Step 9: Train a Model with the Athena Connector

  1. Click on Model in the left toolbar and select Train Model.
  2. From the dropdown in Structured data source, select External Databases.
  3. Select the RBAC-enabled Athena connector you created in Step 7.
  4. Click Train Model to begin training.

Step 10: Deploy the Model

  1. Once training is complete, click on Models and select your trained model.
  2. Click Create a new deployment.
  3. Select Offline Batch + Realtime deployment type and click Next.
  4. Enter a deployment name and click Deploy.
  5. Wait for the deployment to reach Active state.

User Authentication Flow

Step 11: User-Level Authentication

When end users access the ChatLLM bot connected to the RBAC-enabled Athena connector:

  1. On their first query, users are prompted to authenticate with their AWS Cognito account.
  2. They are redirected to the Cognito hosted UI login page.
  3. After successful authentication, Abacus.AI receives OAuth tokens and exchanges them for temporary AWS credentials via the Identity Pool.
  4. All subsequent queries execute with the user's own AWS permissions.
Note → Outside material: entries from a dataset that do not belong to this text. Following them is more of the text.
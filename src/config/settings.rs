//! Settings struct with TOML-based sections.
//!
//! Settings are organized into logical sections that map to TOML tables.
//! Each section can be updated independently for atomic section-level
//! updates.

use serde::{Deserialize, Serialize};

use crate::analysis::metrics::MetricWeights;
use crate::logging::LogLevel;
use crate::models::MetricKind;

/// Root settings structure containing all configuration sections.
#[derive(Debug, Clone, Default, Serialize, Deserialize)]
pub struct Settings {
    /// Logging configuration.
    #[serde(default)]
    pub logging: LoggingSettings,

    /// Similarity analysis settings.
    #[serde(default)]
    pub analysis: AnalysisSettings,

    /// Sequence ordering settings.
    #[serde(default)]
    pub ordering: OrderingSettings,
}

/// Logging configuration.
#[derive(Debug, Clone, Default, Serialize, Deserialize)]
pub struct LoggingSettings {
    /// Default log level when RUST_LOG is not set.
    #[serde(default)]
    pub level: LogLevel,
}

/// Similarity analysis settings.
#[derive(Debug, Clone, Serialize, Deserialize)]
pub struct AnalysisSettings {
    /// Metric used for pairwise frame comparison.
    #[serde(default)]
    pub metric: MetricKind,

    /// Weight of the histogram score in the combined metric.
    #[serde(default = "default_histogram_weight")]
    pub histogram_weight: f64,

    /// Weight of the structural score in the combined metric.
    #[serde(default = "default_structural_weight")]
    pub structural_weight: f64,

    /// Weight of the magnitude term in the optical flow metric.
    #[serde(default = "default_flow_magnitude_weight")]
    pub flow_magnitude_weight: f64,

    /// Weight of the coherence term in the optical flow metric.
    #[serde(default = "default_flow_coherence_weight")]
    pub flow_coherence_weight: f64,

    /// Pair count below which matrix building stays single-threaded.
    #[serde(default = "default_parallel_threshold")]
    pub parallel_threshold: usize,
}

impl Default for AnalysisSettings {
    fn default() -> Self {
        Self {
            metric: MetricKind::default(),
            histogram_weight: default_histogram_weight(),
            structural_weight: default_structural_weight(),
            flow_magnitude_weight: default_flow_magnitude_weight(),
            flow_coherence_weight: default_flow_coherence_weight(),
            parallel_threshold: default_parallel_threshold(),
        }
    }
}

impl AnalysisSettings {
    /// Bundle the four weight knobs for the metric factory.
    pub fn weights(&self) -> MetricWeights {
        MetricWeights {
            histogram: self.histogram_weight,
            structural: self.structural_weight,
            flow_magnitude: self.flow_magnitude_weight,
            flow_coherence: self.flow_coherence_weight,
        }
    }
}

fn default_histogram_weight() -> f64 {
    0.7
}

fn default_structural_weight() -> f64 {
    0.3
}

fn default_flow_magnitude_weight() -> f64 {
    0.7
}

fn default_flow_coherence_weight() -> f64 {
    0.3
}

fn default_parallel_threshold() -> usize {
    100
}

/// Sequence ordering settings.
#[derive(Debug, Clone, Default, Serialize, Deserialize)]
pub struct OrderingSettings {
    /// Frame index the greedy walk starts from.
    #[serde(default)]
    pub start_index: usize,
}

/// Identifies a config section for atomic section-level updates.
#[derive(Debug, Clone, Copy, PartialEq, Eq)]
pub enum ConfigSection {
    Logging,
    Analysis,
    Ordering,
}

impl ConfigSection {
    /// TOML table name for this section.
    pub fn table_name(&self) -> &'static str {
        match self {
            ConfigSection::Logging => "logging",
            ConfigSection::Analysis => "analysis",
            ConfigSection::Ordering => "ordering",
        }
    }
}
Step 12: Interactive Chat Experience

Once authenticated, users can interact with the chat interface to query their Athena data. The system processes queries and returns results based on each user's individual RBAC permissions.

The user's Athena connector will appear alongside other user-level connectors in the Connectors List.

Security Considerations

RBAC Implementation

  • User-Level Authentication: Each user must authenticate individually with their Cognito credentials.
  • Permission Inheritance: Users can only access data according to their IAM roles mapped through the Cognito Identity Pool.
  • Token Management: Cognito refresh tokens are used to maintain sessions securely. Abacus.AI automatically refreshes expired tokens.
  • Temporary Credentials: AWS credentials obtained via the Identity Pool are temporary and scoped to the user's IAM role.

Best Practices

  1. Cognito User Groups: Use Cognito groups mapped to different IAM roles in the Identity Pool to implement fine-grained access control.
  2. Lake Formation: For column-level and row-level security, integrate with AWS Lake Formation.
  3. Token Expiry: Configure appropriate token validity durations in the Cognito App Client settings.
  4. Monitoring: Use AWS CloudTrail and Athena query history to audit user access patterns.
  5. Least Privilege: Grant each user role only the minimum permissions needed for their specific data access requirements.

Troubleshooting

Common Issues

Authentication Failures

  • Verify the Cognito Domain, App Client ID, User Pool ID, and Identity Pool ID are correctly configured in the Abacus.AI connector.
  • Ensure the App Client's Allowed callback URL is set to https://abacus.ai/oauth/callback.
  • Confirm that the user exists in the Cognito User Pool and their account is confirmed/active.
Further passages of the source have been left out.